▸ RECORDS SHOWN:
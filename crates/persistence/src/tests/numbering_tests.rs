// Copyright (C) 2026 Fred Clausen
// Use of this source code is governed by an MIT-style
// license that can be found in the LICENSE file or at
// https://opensource.org/licenses/MIT.

use diesel::RunQueryDsl;
use tradeflow::{StoreError, load_numbering_config, update_numbering_config};
use tradeflow_domain::{
    DocumentKind, StoredKindNumbering, StoredNumberingConfig, TenantNumberingConfig,
};

use super::setup;
use crate::BackendConnection;
use crate::error::PersistenceError;

#[test]
fn test_missing_config_reads_as_none() {
    let (mut persistence, tenant) = setup();
    assert_eq!(persistence.get_numbering_config(tenant).unwrap(), None);
}

#[test]
fn test_save_and_reload_config() {
    let (mut persistence, tenant) = setup();
    let mut config: StoredNumberingConfig = StoredNumberingConfig::default();
    config.invoice = StoredKindNumbering {
        prefix: Some(String::from("BILL")),
        format: Some(String::from("BILL/{YY}/{#####}")),
        next_counter: Some(12),
    };
    config.work_order.next_counter = Some(3);

    persistence.save_numbering_config(tenant, &config).unwrap();
    assert_eq!(
        persistence.get_numbering_config(tenant).unwrap(),
        Some(config.clone())
    );

    config.invoice.next_counter = Some(13);
    persistence.save_numbering_config(tenant, &config).unwrap();
    assert_eq!(
        persistence
            .get_numbering_config(tenant)
            .unwrap()
            .map(|c| c.invoice.next_counter),
        Some(Some(13))
    );
}

#[test]
fn test_update_numbering_config_through_engine() {
    let (mut persistence, tenant) = setup();

    update_numbering_config(
        &mut persistence,
        tenant,
        DocumentKind::Estimate,
        Some(String::from("Q")),
        Some(String::from("{PREFIX}-{####}")),
    )
    .unwrap();

    let config: TenantNumberingConfig = load_numbering_config(&mut persistence, tenant).unwrap();
    assert_eq!(config.estimate.prefix, "Q");
    assert_eq!(config.estimate.format, "{PREFIX}-{####}");
    assert_eq!(config.project, TenantNumberingConfig::defaults().project);
}

#[test]
fn test_negative_counter_is_corrupt() {
    let (mut persistence, tenant) = setup();
    let BackendConnection::Sqlite(conn) = &mut persistence.conn else {
        panic!("Expected SQLite");
    };
    diesel::sql_query(format!(
        "INSERT INTO numbering_configs (tenant_id, document_kind, next_counter) \
         VALUES ({}, 'invoice', -4)",
        tenant.value()
    ))
    .execute(conn)
    .unwrap();

    let result = persistence.get_numbering_config(tenant);
    assert!(matches!(
        result,
        Err(PersistenceError::InvalidStoredValue {
            column: "next_counter",
            ..
        })
    ));
    let as_store: StoreError = result.unwrap_err().into();
    assert!(matches!(as_store, StoreError::Corrupt { .. }));
}

#[test]
fn test_unknown_kind_rows_are_skipped() {
    let (mut persistence, tenant) = setup();
    let BackendConnection::Sqlite(conn) = &mut persistence.conn else {
        panic!("Expected SQLite");
    };
    diesel::sql_query(format!(
        "INSERT INTO numbering_configs (tenant_id, document_kind, prefix) \
         VALUES ({}, 'credit_note', 'CN')",
        tenant.value()
    ))
    .execute(conn)
    .unwrap();

    assert_eq!(
        persistence.get_numbering_config(tenant).unwrap(),
        Some(StoredNumberingConfig::default())
    );
}
// Copyright (C) 2026 Fred Clausen
// Use of this source code is governed by an MIT-style
// license that can be found in the LICENSE file or at
// https://opensource.org/licenses/MIT.

//! Domain types and pure rules for document numbering and conversion.
//!
//! Nothing in this crate performs I/O. Store access, tenant resolution and
//! logging live in the `tradeflow` core crate.

#![deny(
    clippy::pedantic,
    clippy::cargo,
    clippy::nursery,
    clippy::style,
    clippy::correctness,
    clippy::all,
    clippy::suspicious,
    clippy::complexity,
    clippy::perf,
    clippy::unwrap_used,
    clippy::expect_used
)]

mod conversion;
mod document;
mod error;
mod format;
mod kind;
mod money;
mod numbering;
mod sequence;
mod status;
mod types;

#[cfg(test)]
mod tests;

pub use conversion::{
    ConversionKind, InvoiceAmounts, conversion_key, invoice_from_work_order,
    project_from_estimate, work_order_from_project,
};
pub use document::{
    DocumentBody, DocumentPatch, DocumentRecord, Estimate, Invoice, NewDocument, Project,
    PurchaseOrder, WorkOrder,
};
pub use error::DomainError;
pub use format::render_number;
pub use kind::DocumentKind;
pub use money::Totals;
pub use numbering::{
    KindNumbering, StoredKindNumbering, StoredNumberingConfig, TenantNumberingConfig,
    validate_number_format,
};
pub use sequence::parse_trailing_sequence;
pub use status::{
    DocumentStatus, EstimateStatus, InvoiceStatus, Priority, ProjectStatus, PurchaseOrderStatus,
    WorkOrderStatus,
};
pub use types::{DocumentId, TenantId};
// Copyright (C) 2026 Fred Clausen
// Use of this source code is governed by an MIT-style
// license that can be found in the LICENSE file or at
// https://opensource.org/licenses/MIT.

#![allow(clippy::expect_used, clippy::unwrap_used)]
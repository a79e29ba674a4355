// Copyright (C) 2026 Fred Clausen
// Use of this source code is governed by an MIT-style
// license that can be found in the LICENSE file or at
// https://opensource.org/licenses/MIT.

use diesel::prelude::*;
use diesel::{MysqlConnection, SqliteConnection};
use tracing::{debug, warn};
use tradeflow_domain::{DocumentKind, StoredNumberingConfig, TenantId};

use crate::diesel_schema::numbering_configs;
use crate::error::PersistenceError;
use crate::rows::NumberingConfigRow;

backend_fn! {
/// Reads a tenant's stored numbering configuration.
///
/// Returns `Ok(None)` when the tenant has no rows at all. Rows for a
/// document kind this build does not know are skipped.
///
/// # Errors
///
/// Returns an error if the query fails or a stored counter is negative.
pub fn get_numbering_config(
    conn: &mut _,
    tenant: TenantId,
) -> Result<Option<StoredNumberingConfig>, PersistenceError> {
    let rows: Vec<NumberingConfigRow> = numbering_configs::table
        .filter(numbering_configs::tenant_id.eq(tenant.value()))
        .select(NumberingConfigRow::as_select())
        .load::<NumberingConfigRow>(conn)?;

    if rows.is_empty() {
        debug!(tenant = %tenant, "No stored numbering configuration");
        return Ok(None);
    }

    let mut config: StoredNumberingConfig = StoredNumberingConfig::default();
    for row in &rows {
        match row.document_kind.parse::<DocumentKind>() {
            Ok(kind) => *config.get_mut(kind) = row.to_stored()?,
            Err(e) => warn!(tenant = %tenant, error = %e, "Skipping numbering row"),
        }
    }
    Ok(Some(config))
}
}
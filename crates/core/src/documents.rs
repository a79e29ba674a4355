// Copyright (C) 2026 Fred Clausen
// Use of this source code is governed by an MIT-style
// license that can be found in the LICENSE file or at
// https://opensource.org/licenses/MIT.

use time::OffsetDateTime;
use tracing::{info, warn};
use tradeflow_domain::{
    DocumentBody, DocumentId, DocumentKind, DocumentPatch, DocumentRecord, DocumentStatus,
    DomainError, NewDocument, TenantId, parse_trailing_sequence,
};

use crate::allocator::{Allocation, allocate, confirm_allocation_best_effort};
use crate::error::CoreError;
use crate::store::DocumentStore;

/// Creates a document in its kind's initial status.
///
/// When `number` is given it is a number allocated earlier in the create
/// flow and is used as is; otherwise a number is allocated now. After the
/// create succeeds the stored counter is advanced, and a failure to advance it
/// is only logged.
///
/// # Errors
///
/// * `CoreError::DomainViolation` if the body carries negative amounts, or
///   if the supplied number ends in a sequence too large to advance
/// * `CoreError::Store` if allocation or the create fails, including a
///   duplicate number
pub fn create_document<S: DocumentStore>(
    store: &mut S,
    tenant: TenantId,
    body: DocumentBody,
    number: Option<String>,
    now: OffsetDateTime,
) -> Result<DocumentRecord, CoreError> {
    let body: DocumentBody = body.prepare_new()?;
    let kind: DocumentKind = body.kind();

    let (number, allocation): (String, Option<Allocation>) = match number {
        None => {
            let allocation: Allocation = allocate(store, tenant, kind, now.date())?;
            (allocation.number.clone(), Some(allocation))
        }
        Some(number) => match parse_trailing_sequence(&number) {
            Ok(sequence) => (
                number.clone(),
                Some(Allocation {
                    kind,
                    number,
                    sequence,
                }),
            ),
            Err(err @ DomainError::SequenceOutOfRange { .. }) => {
                return Err(CoreError::DomainViolation(err));
            }
            Err(err) => {
                warn!(
                    tenant = %tenant,
                    kind = %kind,
                    error = %err,
                    "Supplied number has no sequence; counter will not advance"
                );
                (number, None)
            }
        },
    };

    create_with_number(store, tenant, body, number, allocation.as_ref())
}

fn create_with_number<S: DocumentStore>(
    store: &mut S,
    tenant: TenantId,
    body: DocumentBody,
    number: String,
    allocation: Option<&Allocation>,
) -> Result<DocumentRecord, CoreError> {
    let record: DocumentRecord = store.create_document(&NewDocument {
        tenant_id: tenant,
        number,
        conversion_key: None,
        body,
    })?;

    if let Some(allocation) = allocation {
        confirm_allocation_best_effort(store, tenant, allocation);
    }

    info!(
        tenant = %tenant,
        kind = %record.kind(),
        id = %record.id,
        number = %record.number,
        "Created document"
    );
    Ok(record)
}

/// Reads one document of the tenant.
///
/// # Errors
///
/// * `CoreError::DocumentNotFound` if there is no such document
/// * `CoreError::Store` if the read fails
pub fn get_document<S: DocumentStore>(
    store: &mut S,
    tenant: TenantId,
    kind: DocumentKind,
    id: DocumentId,
) -> Result<DocumentRecord, CoreError> {
    store
        .get_document(tenant, kind, id)?
        .ok_or(CoreError::DocumentNotFound { kind, id })
}

/// Sets a document's status.
///
/// Any status of the document's kind may follow any other. Completing a work
/// order stamps `completed_date` with `now`; completing a project stamps
/// `actual_end_date` with today. Other statuses leave those fields as they are.
///
/// # Errors
///
/// * `CoreError::DomainViolation` if `status` belongs to another kind
/// * `CoreError::DocumentNotFound` if there is no such document
/// * `CoreError::Store` if the update fails
pub fn update_status<S: DocumentStore>(
    store: &mut S,
    tenant: TenantId,
    kind: DocumentKind,
    id: DocumentId,
    status: DocumentStatus,
    now: OffsetDateTime,
) -> Result<DocumentRecord, CoreError> {
    if status.kind() != kind {
        return Err(CoreError::DomainViolation(
            DomainError::StatusKindMismatch {
                expected: kind,
                actual: status.kind(),
            },
        ));
    }

    let patch: DocumentPatch = DocumentPatch::for_status(status, now);
    let record: DocumentRecord = store
        .update_document(tenant, kind, id, &patch)?
        .ok_or(CoreError::DocumentNotFound { kind, id })?;

    info!(tenant = %tenant, kind = %kind, id = %id, status = %status, "Updated document status");
    Ok(record)
}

▸ WHAT THE EXERCISE ASKS: Look above and repeat, character for character, the lines from the first one to the line with "config.work_order.next_counter = Some(3);", counting both.

▸ THE ANSWER:
filename crates/persistence/src/tests/numbering_tests.rs
// Copyright (C) 2026 Fred Clausen
// Use of this source code is governed by an MIT-style
// license that can be found in the LICENSE file or at
// https://opensource.org/licenses/MIT.

use diesel::RunQueryDsl;
use tradeflow::{StoreError, load_numbering_config, update_numbering_config};
use tradeflow_domain::{
    DocumentKind, StoredKindNumbering, StoredNumberingConfig, TenantNumberingConfig,
};

use super::setup;
use crate::BackendConnection;
use crate::error::PersistenceError;

#[test]
fn test_missing_config_reads_as_none() {
    let (mut persistence, tenant) = setup();
    assert_eq!(persistence.get_numbering_config(tenant).unwrap(), None);
}

#[test]
fn test_save_and_reload_config() {
    let (mut persistence, tenant) = setup();
    let mut config: StoredNumberingConfig = StoredNumberingConfig::default();
    config.invoice = StoredKindNumbering {
        prefix: Some(String::from("BILL")),
        format: Some(String::from("BILL/{YY}/{#####}")),
        next_counter: Some(12),
    };
    config.work_order.next_counter = Some(3);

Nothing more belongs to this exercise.